Mr. Beilin said that he opposed arresting Mr. Barghouti and that he believed that he would be released. But Mr. Beilin pointed to a sharp contrast between Mr. Barghouti and the most likely winner of the Palestinian election, Mahmoud Abbas, the leader of the Palestine Liberation Organization. Mr. Abbas has condemned the use of violence "and is a partner for peace," Mr. Beilin said.

Mr. Barghouti "is not innocent at all," Mr. Beilin said. "I believe he was carried away. He thought he could control the violence he unleashed and end the intifada in a few weeks. But he was carried away in an ongoing competition with Hamas on the ground, which was about violence, and today Hamas is stronger than Fatah, and Barghouti is to blame - because Fatah started this intifada, and not Hamas."

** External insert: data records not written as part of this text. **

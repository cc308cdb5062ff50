//! League configuration stored in `league.toml`.

use std::fs;
use std::path::{Path, PathBuf};

use anyhow::{Context, Result, anyhow};
use serde::{Deserialize, Serialize};

pub const DEFAULT_CONFIG_PATH: &str = "league.toml";

/// League configuration (TOML).
///
/// Missing fields fall back to the defaults below, so an empty file is valid.
#[derive(Debug, Clone, Serialize, Deserialize, PartialEq, Eq)]
#[serde(default)]
pub struct LeagueConfig {
    /// JSON file holding the league table.
    pub database_path: PathBuf,

    pub server: ServerConfig,
}

#[derive(Debug, Clone, Serialize, Deserialize, PartialEq, Eq)]
#[serde(default)]
pub struct ServerConfig {
    /// Address the HTTP server binds to.
    pub bind: String,
    pub port: u16,
}

impl Default for ServerConfig {
    fn default() -> Self {
        Self {
            bind: "127.0.0.1".to_string(),
            port: 5000,
        }
    }
}

impl Default for LeagueConfig {
    fn default() -> Self {
        Self {
            database_path: PathBuf::from("game.db.json"),
            server: ServerConfig::default(),
        }
    }
}

impl LeagueConfig {
    pub fn validate(&self) -> Result<()> {
        if self.database_path.as_os_str().is_empty() {
            return Err(anyhow!("database_path must not be empty"));
        }
        if self.server.bind.trim().is_empty() {
            return Err(anyhow!("server.bind must not be empty"));
        }
        if self.server.port == 0 {
            return Err(anyhow!("server.port must be > 0"));
        }
        Ok(())
    }
}

/// Load config from a TOML file.
///
/// If the file is missing, returns `LeagueConfig::default()`.
pub fn load_config(path: &Path) -> Result<LeagueConfig> {
    if !path.exists() {
        let cfg = LeagueConfig::default();
        cfg.validate()?;
        return Ok(cfg);
    }
    let contents = fs::read_to_string(path).with_context(|| format!("read {}", path.display()))?;
    let cfg: LeagueConfig =
        toml::from_str(&contents).with_context(|| format!("parse {}", path.display()))?;
    cfg.validate()?;
    Ok(cfg)
}

/// Atomically write config to disk (temp file + rename).
pub fn write_config(path: &Path, cfg: &LeagueConfig) -> Result<()> {
    cfg.validate()?;
    let mut buf = toml::to_string_pretty(cfg).context("serialize config toml")?;
    buf.push('\n');
    if let Some(parent) = path.parent().filter(|p| !p.as_os_str().is_empty()) {
        fs::create_dir_all(parent)
            .with_context(|| format!("create directory {}", parent.display()))?;
    }
    let tmp_path = path.with_extension("toml.tmp");
    fs::write(&tmp_path, buf)
        .with_context(|| format!("write temp config {}", tmp_path.display()))?;
    fs::rename(&tmp_path, path).with_context(|| format!("replace config {}", path.display()))?;
    Ok(())
}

Hillel Frisch, who teaches political science at Bar-Ilan University, has known Mr. Barghouti since the late 1970's and considers him something of an "Israelophile" - proud of learning Hebrew and resentful, like many locally grown Palestinian leaders, of the older exiles who came to the territories with Mr. Arafat in 1994, and who got and retain most of the plum jobs.

Mr. Barghouti "became a revolutionary against the statists" like Mr. Abbas, who believed that the Palestinian Authority was the nucleus for a Palestinian state. "Barghouti became more radical when he and the insiders were left out of the Oslo process," Mr. Frisch said. "The revolutionaries adopted the Lebanese model that terror and guerrilla warfare would push Israel out, and Marwan was the head of the revolutionaries."

People like Mr. Beilin don't even see what they're asking. They want a Palestinian leader who renounces violence when ther is no let up in violence against the Palestinian people. Were he alive today Frederick Douglass would be talking about people who want crops without plowing.

Power concedes nothing without a struggle. In the face of unrelenting violence aginst Palestinians, no legitimate leader can renounce violence unless he can stop daily Israeli violence and theft against his people.